:: AIM OF THE TASK ::
Copy every line below exactly.

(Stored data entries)
........

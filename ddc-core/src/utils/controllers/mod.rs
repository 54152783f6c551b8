//! Module Exports
//!
//! This file exports the command-to-actuation pipeline of the car.
//!
//! - `motor`: H-bridge motor driver and the PWM/clock seams it drives.
//! - `command`: steering commands and the command interpreter.
//! - `safety`: command-timeout supervisor and safety window check.
//! - `pca9685`: PWM backend for an I2C PCA9685 expander.

pub mod command;
pub mod motor;
pub mod pca9685;
pub mod safety;
#[cfg(test)]
pub(crate) mod testing;

use embassy_sync::{blocking_mutex::raw::CriticalSectionRawMutex, mutex::Mutex};
use embassy_time::{Duration, Timer};

pub use command::{interpret, parse_speed, CommandError, SteeringCommand};
pub use motor::{
    Clock, DriveError, DutyOutput, MotorDriver, MotorState, PwmChannel, Side, SystemClock,
};
pub use safety::{SafetyState, SafetySupervisor};

/// Timing and speed parameters of the control loop.
#[derive(Debug, Clone, Copy, PartialEq, Eq)]
pub struct MotionConfig {
    /// Longest gap between commands before the motors are stopped.
    pub timeout: Duration,
    /// Period of the safety supervisor.
    pub poll_interval: Duration,
    /// Speed used when a request omits one or sends one out of range.
    pub default_speed: u8,
}

impl Default for MotionConfig {
    fn default() -> Self {
        Self {
            timeout: Duration::from_millis(10_000),
            poll_interval: Duration::from_millis(1_000),
            default_speed: 200,
        }
    }
}

impl MotionConfig {
    pub fn with_timeout(
        mut self,
        timeout: Duration,
    ) -> Self {
        self.timeout = timeout;
        self
    }

    pub fn with_poll_interval(
        mut self,
        poll_interval: Duration,
    ) -> Self {
        self.poll_interval = poll_interval;
        self
    }

    pub fn with_default_speed(
        mut self,
        default_speed: u8,
    ) -> Self {
        self.default_speed = default_speed;
        self
    }
}

/// Shared owner of the motor driver.
///
/// The HTTP handlers and the supervisor task both go through the mutex, one
/// interpret or poll per lock.
pub struct MotionSystem<P, C> {
    motors: Mutex<CriticalSectionRawMutex, MotorDriver<P, C>>,
    supervisor: SafetySupervisor,
    config: MotionConfig,
}

impl<P, C> MotionSystem<P, C>
where
    P: DutyOutput,
    C: Clock,
{
    pub fn new(
        pwm: P,
        clock: C,
        config: Option<MotionConfig>,
    ) -> Self {
        let config = config.unwrap_or_default();

        MotionSystem {
            motors: Mutex::new(MotorDriver::new(pwm, clock)),
            supervisor: SafetySupervisor::new(config.timeout),
            config,
        }
    }

    /// Handle a `/control` request.
    ///
    /// `cmd` is required. `speed` is optional and read with [`parse_speed`], so
    /// text without leading digits commands zero speed.
    pub async fn control(
        &self,
        cmd: Option<&str>,
        speed: Option<&str>,
    ) -> Result<&'static str, CommandError> {
        let Some(cmd) = cmd.filter(|c| !c.is_empty()) else {
            tracing::warn!("control request without cmd");
            return Err(CommandError::MalformedRequest);
        };
        let requested = speed.map(parse_speed);

        let mut motors = self.motors.lock().await;
        interpret(&mut *motors, cmd, requested, self.config.default_speed)
    }

    /// Whether the last command is still within the safety window.
    pub async fn is_within_safety_window(&self) -> bool {
        let motors = self.motors.lock().await;
        self.supervisor.is_within_safety_window(&*motors)
    }

    /// Force the outputs to zero duty.
    pub async fn stop(&self) -> Result<(), DriveError<P::Error>> {
        self.motors.lock().await.stop()
    }

    pub async fn state(&self) -> MotorState {
        self.motors.lock().await.state()
    }

    /// One supervisor cycle.
    pub async fn poll_safety(&self) -> SafetyState {
        let mut motors = self.motors.lock().await;
        self.supervisor.poll(&mut *motors)
    }

    /// Run the safety supervisor forever at the configured poll interval.
    pub async fn supervise(&self) -> ! {
        tracing::info!(
            timeout_ms = self.config.timeout.as_millis(),
            poll_ms = self.config.poll_interval.as_millis(),
            "safety supervisor started"
        );
        loop {
            self.poll_safety().await;
            Timer::after(self.config.poll_interval).await;
        }
    }
}
//! Module Exports
//!
//! This file exports the networking pieces of the car.
//!
//! # Modules
//! - `link`: network-join state machine and the startup wait for an address.
//! - `server`: HTTP control server, routes and request extraction.

/// Module for tracking network join progress.
pub mod link;
/// Module for the HTTP control server.
pub mod server;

........

:: YOUR RESPONSE ::
filename ddc-core/src/utils/controllers/mod.rs
repository 54152783f6c551b8
//! Module Exports
//!
//! This file exports the command-to-actuation pipeline of the car.
//!
//! - `motor`: H-bridge motor driver and the PWM/clock seams it drives.
//! - `command`: steering commands and the command interpreter.
//! - `safety`: command-timeout supervisor and safety window check.
//! - `pca9685`: PWM backend for an I2C PCA9685 expander.

pub mod command;
pub mod motor;
pub mod pca9685;
pub mod safety;
#[cfg(test)]
pub(crate) mod testing;

use embassy_sync::{blocking_mutex::raw::CriticalSectionRawMutex, mutex::Mutex};
use embassy_time::{Duration, Timer};

pub use command::{interpret, parse_speed, CommandError, SteeringCommand};
pub use motor::{
    Clock, DriveError, DutyOutput, MotorDriver, MotorState, PwmChannel, Side, SystemClock,
};
pub use safety::{SafetyState, SafetySupervisor};

/// Timing and speed parameters of the control loop.
#[derive(Debug, Clone, Copy, PartialEq, Eq)]
pub struct MotionConfig {
    /// Longest gap between commands before the motors are stopped.
    pub timeout: Duration,
    /// Period of the safety supervisor.
    pub poll_interval: Duration,
    /// Speed used when a request omits one or sends one out of range.
    pub default_speed: u8,
}

impl Default for MotionConfig {
    fn default() -> Self {
        Self {
            timeout: Duration::from_millis(10_000),
            poll_interval: Duration::from_millis(1_000),
            default_speed: 200,
        }
    }
}

impl MotionConfig {
    pub fn with_timeout(
        mut self,
        timeout: Duration,
    ) -> Self {
        self.timeout = timeout;
        self
    }

    pub fn with_poll_interval(
        mut self,
        poll_interval: Duration,
    ) -> Self {
        self.poll_interval = poll_interval;
        self
    }

    pub fn with_default_speed(
        mut self,
        default_speed: u8,
    ) -> Self {
        self.default_speed = default_speed;
        self
    }
}

/// Shared owner of the motor driver.
///
/// The HTTP handlers and the supervisor task both go through the mutex, one
/// interpret or poll per lock.
pub struct MotionSystem<P, C> {
    motors: Mutex<CriticalSectionRawMutex, MotorDriver<P, C>>,
    supervisor: SafetySupervisor,
    config: MotionConfig,
}

impl<P, C> MotionSystem<P, C>
where
    P: DutyOutput,
    C: Clock,
{
    pub fn new(
        pwm: P,
        clock: C,
        config: Option<MotionConfig>,
    ) -> Self {
        let config = config.unwrap_or_default();

        MotionSystem {
            motors: Mutex::new(MotorDriver::new(pwm, clock)),
            supervisor: SafetySupervisor::new(config.timeout),
            config,
        }
    }

    /// Handle a `/control` request.
    ///
    /// `cmd` is required. `speed` is optional and read with [`parse_speed`], so
    /// text without leading digits commands zero speed.
    pub async fn control(
        &self,
        cmd: Option<&str>,
        speed: Option<&str>,
    ) -> Result<&'static str, CommandError> {
        let Some(cmd) = cmd.filter(|c| !c.is_empty()) else {
            tracing::warn!("control request without cmd");
            return Err(CommandError::MalformedRequest);
        };
        let requested = speed.map(parse_speed);

        let mut motors = self.motors.lock().await;
        interpret(&mut *motors, cmd, requested, self.config.default_speed)
    }

    /// Whether the last command is still within the safety window.
    pub async fn is_within_safety_window(&self) -> bool {
        let motors = self.motors.lock().await;
        self.supervisor.is_within_safety_window(&*motors)
    }

    /// Force the outputs to zero duty.
    pub async fn stop(&self) -> Result<(), DriveError<P::Error>> {
        self.motors.lock().await.stop()
    }

    pub async fn state(&self) -> MotorState {
        self.motors.lock().await.state()
    }

    /// One supervisor cycle.
    pub async fn poll_safety(&self) -> SafetyState {
        let mut motors = self.motors.lock().await;
        self.supervisor.poll(&mut *motors)
    }

    /// Run the safety supervisor forever at the configured poll interval.
    pub async fn supervise(&self) -> ! {
        tracing::info!(
            timeout_ms = self.config.timeout.as_millis(),
            poll_ms = self.config.poll_interval.as_millis(),
            "safety supervisor started"
        );
        loop {
            self.poll_safety().await;
            Timer::after(self.config.poll_interval).await;
        }
    }
}
//! Module Exports
//!
//! This file exports the networking pieces of the car.
//!
//! # Modules
//! - `link`: network-join state machine and the startup wait for an address.
//! - `server`: HTTP control server, routes and request extraction.

/// Module for tracking network join progress.
pub mod link;
/// Module for the HTTP control server.
pub mod server;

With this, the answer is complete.